Without leaving out a single line, restate the entries below exactly.

(Stored items)

*-*-*

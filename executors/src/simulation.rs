//! Deterministic offline executor
//!
//! Serves canned responses chosen by keywords in the node description,
//! with token counts estimated at four characters per token. Used when
//! no API key is configured, so plans stay runnable end to end without
//! spending anything.

use std::collections::HashMap;

use async_trait::async_trait;
use serde_json::json;
use tracing::debug;

use ragdag_core::api::{Artifact, NodeExecutor, NodeExecutorError, OutputKind, PreparedNode};

use crate::render::render_prompt;

/// Model name recorded on simulated artifacts.
pub const SIMULATION_MODEL: &str = "simulation";

/// Serves deterministic simulated responses instead of calling an API.
#[derive(Debug, Default)]
pub struct SimulationExecutor;

impl SimulationExecutor {
    pub fn new() -> Self {
        Self
    }
}

#[async_trait]
impl NodeExecutor for SimulationExecutor {
    async fn execute(
        &self,
        node: &PreparedNode,
        inputs: &HashMap<String, Artifact>,
        raw_input: Option<&str>,
    ) -> Result<Artifact, NodeExecutorError> {
        let prompt = render_prompt(node, inputs, raw_input)?;
        let response = simulated_response(node, raw_input);

        debug!(node_id = %node.id, response_len = response.len(), "serving simulated response");

        let prompt_tokens = (prompt.len() / 4) as u64;
        let completion_tokens = (response.len() / 4) as u64;

        let artifact = match node.output_type {
            OutputKind::Structured => {
                let value = serde_json::from_str(&response).map_err(|e| {
                    NodeExecutorError::InvalidResponse(format!(
                        "simulated response for '{}' is not valid JSON: {e}",
                        node.id
                    ))
                })?;
                Artifact::structured(&node.id, value)
            }
            OutputKind::Text => Artifact::text(&node.id, response),
        };

        Ok(artifact.with_usage(SIMULATION_MODEL, prompt_tokens, completion_tokens))
    }
}

/// Picks a canned response for the node.
///
/// Structured nodes get JSON shaped after common extraction/analysis
/// outputs; text nodes get markdown reports. Selection keys on the
/// node description so demo plans read sensibly.
fn simulated_response(node: &PreparedNode, raw_input: Option<&str>) -> String {
    let description = node.description.to_lowercase();

    if node.output_type.is_structured() {
        if description.contains("extract") {
            json!({
                "themes": [
                    {"name": "Performance", "sentiment": "positive", "examples": ["Fast response", "Quick loading"], "count": 15},
                    {"name": "UI Design", "sentiment": "negative", "examples": ["Confusing layout", "Hard to navigate"], "count": 8},
                    {"name": "Features", "sentiment": "neutral", "examples": ["More options needed", "Good but could be better"], "count": 12}
                ]
            })
            .to_string()
        } else if description.contains("analyze") {
            json!({
                "analysis": {
                    "summary": "The data shows mixed sentiment with positive performance feedback but UI concerns.",
                    "key_findings": [
                        "Users appreciate the speed and performance",
                        "Navigation and UI need improvement",
                        "Feature requests indicate engaged user base"
                    ],
                    "metrics": {
                        "positive_ratio": 0.45,
                        "negative_ratio": 0.25,
                        "neutral_ratio": 0.30
                    }
                }
            })
            .to_string()
        } else {
            json!({
                "result": "Simulated JSON response",
                "status": "success",
                "data": {"processed": true}
            })
            .to_string()
        }
    } else if description.contains("summarize") {
        "## Executive Summary\n\nBased on the analysis, here are the key findings:\n\n\
         1. **Positive Aspects**: Users consistently praise the application's performance and speed.\n\n\
         2. **Areas for Improvement**: The user interface needs refinement, particularly in navigation and layout clarity.\n\n\
         3. **Opportunities**: User engagement is high, with many constructive feature requests indicating an invested user base.\n\n\
         ### Recommendations\n\
         - Prioritize UI/UX improvements in the next sprint\n\
         - Maintain current performance standards\n\
         - Create a roadmap for requested features"
            .to_string()
    } else if description.contains("prioritize") {
        "### Priority List\n\n\
         1. **High Priority**: Fix navigation issues (Impact: High, Effort: Medium)\n\
         2. **Medium Priority**: Improve visual hierarchy (Impact: Medium, Effort: Low)\n\
         3. **Low Priority**: Add advanced features (Impact: Low, Effort: High)\n\n\
         Focus on quick wins in UI improvements while planning for longer-term feature additions."
            .to_string()
    } else if description.contains("action") {
        "### Action Plan\n\n\
         **Immediate Actions (This Week)**\n\
         - Conduct UI/UX audit\n\
         - Create navigation improvement mockups\n\
         - Gather more specific user feedback\n\n\
         **Short-term (Next Month)**\n\
         - Implement navigation fixes\n\
         - A/B test new UI elements\n\
         - Release incremental improvements\n\n\
         **Long-term (Quarter)**\n\
         - Full UI refresh based on learnings\n\
         - Develop and release top requested features\n\
         - Establish regular user feedback cycles"
            .to_string()
    } else {
        let context = match raw_input {
            Some(raw) if !raw.is_empty() => {
                let snippet: String = raw.chars().take(100).collect();
                format!("regarding: \"{snippet}...\"")
            }
            _ => String::new(),
        };
        format!(
            "This is a simulated response for {} {context}\n\n\
             The analysis shows interesting patterns that warrant further investigation. \
             Key observations include variability in the data and several notable trends \
             that align with expected outcomes.",
            node.description
        )
    }
}

#[cfg(test)]
mod tests {
    use pretty_assertions::assert_eq;
    use ragdag_core::api::WrapKind;

    use super::*;

    fn node(id: &str, description: &str, output_type: OutputKind) -> PreparedNode {
        PreparedNode {
            id: id.to_string(),
            description: description.to_string(),
            inputs: Vec::new(),
            prompt_template: "work on {{input}}".to_string(),
            output_type,
            schema: None,
            model: None,
            temperature: None,
            system_prompt: None,
            wrap: WrapKind::None,
            repairs: Vec::new(),
            schema_degraded: false,
        }
    }

    #[tokio::test]
    async fn test_extract_description_yields_themes_json() {
        let executor = SimulationExecutor::new();
        let n = node("t", "Extract key themes", OutputKind::Structured);

        let artifact = executor
            .execute(&n, &HashMap::new(), Some("feedback"))
            .await
            .unwrap();

        let value = artifact.content.as_value().unwrap();
        assert!(value["themes"].is_array());
        assert_eq!(artifact.metadata.model.as_deref(), Some(SIMULATION_MODEL));
    }

    #[tokio::test]
    async fn test_summarize_description_yields_report_text() {
        let executor = SimulationExecutor::new();
        let n = node("s", "Summarize the findings", OutputKind::Text);

        let artifact = executor.execute(&n, &HashMap::new(), None).await.unwrap();
        assert!(artifact.content.to_text().contains("Executive Summary"));
    }

    #[tokio::test]
    async fn test_generic_text_response_quotes_the_input() {
        let executor = SimulationExecutor::new();
        let n = node("g", "Translate the document", OutputKind::Text);

        let artifact = executor
            .execute(&n, &HashMap::new(), Some("quarterly sales data"))
            .await
            .unwrap();

        let text = artifact.content.to_text();
        assert!(text.contains("Translate the document"));
        assert!(text.contains("regarding: \"quarterly sales data...\""));
    }

    #[tokio::test]
    async fn test_token_counts_are_quarter_of_char_length() {
        let executor = SimulationExecutor::new();
        let n = node("t", "Extract key themes", OutputKind::Structured);

        let artifact = executor
            .execute(&n, &HashMap::new(), Some("data"))
            .await
            .unwrap();

        // Prompt is "work on data" (12 chars) -> 3 tokens.
        assert_eq!(artifact.metadata.prompt_tokens, Some(3));
        let completion = artifact.metadata.completion_tokens.unwrap();
        assert!(completion > 0);
    }

    #[tokio::test]
    async fn test_responses_are_deterministic() {
        let executor = SimulationExecutor::new();
        let n = node("a", "Aggregate results", OutputKind::Structured);

        let first = executor.execute(&n, &HashMap::new(), None).await.unwrap();
        let second = executor.execute(&n, &HashMap::new(), None).await.unwrap();
        assert_eq!(first.content, second.content);
    }
}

*-*-*

ANSWER TO THIS TASK →
filename executors/src/simulation.rs
//! Deterministic offline executor
//!
//! Serves canned responses chosen by keywords in the node description,
//! with token counts estimated at four characters per token. Used when
//! no API key is configured, so plans stay runnable end to end without
//! spending anything.

use std::collections::HashMap;

use async_trait::async_trait;
use serde_json::json;
use tracing::debug;

use ragdag_core::api::{Artifact, NodeExecutor, NodeExecutorError, OutputKind, PreparedNode};

use crate::render::render_prompt;

/// Model name recorded on simulated artifacts.
pub const SIMULATION_MODEL: &str = "simulation";

/// Serves deterministic simulated responses instead of calling an API.
#[derive(Debug, Default)]
pub struct SimulationExecutor;

impl SimulationExecutor {
    pub fn new() -> Self {
        Self
    }
}

#[async_trait]
impl NodeExecutor for SimulationExecutor {
    async fn execute(
        &self,
        node: &PreparedNode,
        inputs: &HashMap<String, Artifact>,
        raw_input: Option<&str>,
    ) -> Result<Artifact, NodeExecutorError> {
        let prompt = render_prompt(node, inputs, raw_input)?;
        let response = simulated_response(node, raw_input);

        debug!(node_id = %node.id, response_len = response.len(), "serving simulated response");

        let prompt_tokens = (prompt.len() / 4) as u64;
        let completion_tokens = (response.len() / 4) as u64;

        let artifact = match node.output_type {
            OutputKind::Structured => {
                let value = serde_json::from_str(&response).map_err(|e| {
                    NodeExecutorError::InvalidResponse(format!(
                        "simulated response for '{}' is not valid JSON: {e}",
                        node.id
                    ))
                })?;
                Artifact::structured(&node.id, value)
            }
            OutputKind::Text => Artifact::text(&node.id, response),
        };

        Ok(artifact.with_usage(SIMULATION_MODEL, prompt_tokens, completion_tokens))
    }
}

/// Picks a canned response for the node.
///
/// Structured nodes get JSON shaped after common extraction/analysis
/// outputs; text nodes get markdown reports. Selection keys on the
/// node description so demo plans read sensibly.
fn simulated_response(node: &PreparedNode, raw_input: Option<&str>) -> String {
    let description = node.description.to_lowercase();

    if node.output_type.is_structured() {
        if description.contains("extract") {
            json!({
                "themes": [
                    {"name": "Performance", "sentiment": "positive", "examples": ["Fast response", "Quick loading"], "count": 15},
                    {"name": "UI Design", "sentiment": "negative", "examples": ["Confusing layout", "Hard to navigate"], "count": 8},
                    {"name": "Features", "sentiment": "neutral", "examples": ["More options needed", "Good but could be better"], "count": 12}
                ]
            })
            .to_string()
        } else if description.contains("analyze") {
            json!({
                "analysis": {
                    "summary": "The data shows mixed sentiment with positive performance feedback but UI concerns.",
                    "key_findings": [
                        "Users appreciate the speed and performance",
                        "Navigation and UI need improvement",
                        "Feature requests indicate engaged user base"
                    ],
                    "metrics": {
                        "positive_ratio": 0.45,
                        "negative_ratio": 0.25,
                        "neutral_ratio": 0.30
                    }
                }
            })
            .to_string()
        } else {
            json!({
                "result": "Simulated JSON response",
                "status": "success",
                "data": {"processed": true}
            })
            .to_string()
        }
    } else if description.contains("summarize") {
        "## Executive Summary\n\nBased on the analysis, here are the key findings:\n\n\
         1. **Positive Aspects**: Users consistently praise the application's performance and speed.\n\n\
         2. **Areas for Improvement**: The user interface needs refinement, particularly in navigation and layout clarity.\n\n\
         3. **Opportunities**: User engagement is high, with many constructive feature requests indicating an invested user base.\n\n\
         ### Recommendations\n\
         - Prioritize UI/UX improvements in the next sprint\n\
         - Maintain current performance standards\n\
         - Create a roadmap for requested features"
            .to_string()
    } else if description.contains("prioritize") {
        "### Priority List\n\n\
         1. **High Priority**: Fix navigation issues (Impact: High, Effort: Medium)\n\
         2. **Medium Priority**: Improve visual hierarchy (Impact: Medium, Effort: Low)\n\
         3. **Low Priority**: Add advanced features (Impact: Low, Effort: High)\n\n\
         Focus on quick wins in UI improvements while planning for longer-term feature additions."
            .to_string()
    } else if description.contains("action") {
        "### Action Plan\n\n\
         **Immediate Actions (This Week)**\n\
         - Conduct UI/UX audit\n\
         - Create navigation improvement mockups\n\
         - Gather more specific user feedback\n\n\
         **Short-term (Next Month)**\n\
         - Implement navigation fixes\n\
         - A/B test new UI elements\n\
         - Release incremental improvements\n\n\
         **Long-term (Quarter)**\n\
         - Full UI refresh based on learnings\n\
         - Develop and release top requested features\n\
         - Establish regular user feedback cycles"
            .to_string()
    } else {
        let context = match raw_input {
            Some(raw) if !raw.is_empty() => {
                let snippet: String = raw.chars().take(100).collect();
                format!("regarding: \"{snippet}...\"")
            }
            _ => String::new(),
        };
        format!(
            "This is a simulated response for {} {context}\n\n\
             The analysis shows interesting patterns that warrant further investigation. \
             Key observations include variability in the data and several notable trends \
             that align with expected outcomes.",
            node.description
        )
    }
}

#[cfg(test)]
mod tests {
    use pretty_assertions::assert_eq;
    use ragdag_core::api::WrapKind;

    use super::*;

    fn node(id: &str, description: &str, output_type: OutputKind) -> PreparedNode {
        PreparedNode {
            id: id.to_string(),
            description: description.to_string(),
            inputs: Vec::new(),
            prompt_template: "work on {{input}}".to_string(),
            output_type,
            schema: None,
            model: None,
            temperature: None,
            system_prompt: None,
            wrap: WrapKind::None,
            repairs: Vec::new(),
            schema_degraded: false,
        }
    }

    #[tokio::test]
    async fn test_extract_description_yields_themes_json() {
        let executor = SimulationExecutor::new();
        let n = node("t", "Extract key themes", OutputKind::Structured);

        let artifact = executor
            .execute(&n, &HashMap::new(), Some("feedback"))
            .await
            .unwrap();

        let value = artifact.content.as_value().unwrap();
        assert!(value["themes"].is_array());
        assert_eq!(artifact.metadata.model.as_deref(), Some(SIMULATION_MODEL));
    }

    #[tokio::test]
    async fn test_summarize_description_yields_report_text() {
        let executor = SimulationExecutor::new();
        let n = node("s", "Summarize the findings", OutputKind::Text);

        let artifact = executor.execute(&n, &HashMap::new(), None).await.unwrap();
        assert!(artifact.content.to_text().contains("Executive Summary"));
    }

    #[tokio::test]
    async fn test_generic_text_response_quotes_the_input() {
        let executor = SimulationExecutor::new();
        let n = node("g", "Translate the document", OutputKind::Text);

        let artifact = executor
            .execute(&n, &HashMap::new(), Some("quarterly sales data"))
            .await
            .unwrap();

        let text = artifact.content.to_text();
        assert!(text.contains("Translate the document"));
        assert!(text.contains("regarding: \"quarterly sales data...\""));
    }

    #[tokio::test]
    async fn test_token_counts_are_quarter_of_char_length() {
        let executor = SimulationExecutor::new();
        let n = node("t", "Extract key themes", OutputKind::Structured);

        let artifact = executor
            .execute(&n, &HashMap::new(), Some("data"))
            .await
            .unwrap();

        // Prompt is "work on data" (12 chars) -> 3 tokens.
        assert_eq!(artifact.metadata.prompt_tokens, Some(3));
        let completion = artifact.metadata.completion_tokens.unwrap();
        assert!(completion > 0);
    }

    #[tokio::test]
    async fn test_responses_are_deterministic() {
        let executor = SimulationExecutor::new();
        let n = node("a", "Aggregate results", OutputKind::Structured);

        let first = executor.execute(&n, &HashMap::new(), None).await.unwrap();
        let second = executor.execute(&n, &HashMap::new(), None).await.unwrap();
        assert_eq!(first.content, second.content);
    }
}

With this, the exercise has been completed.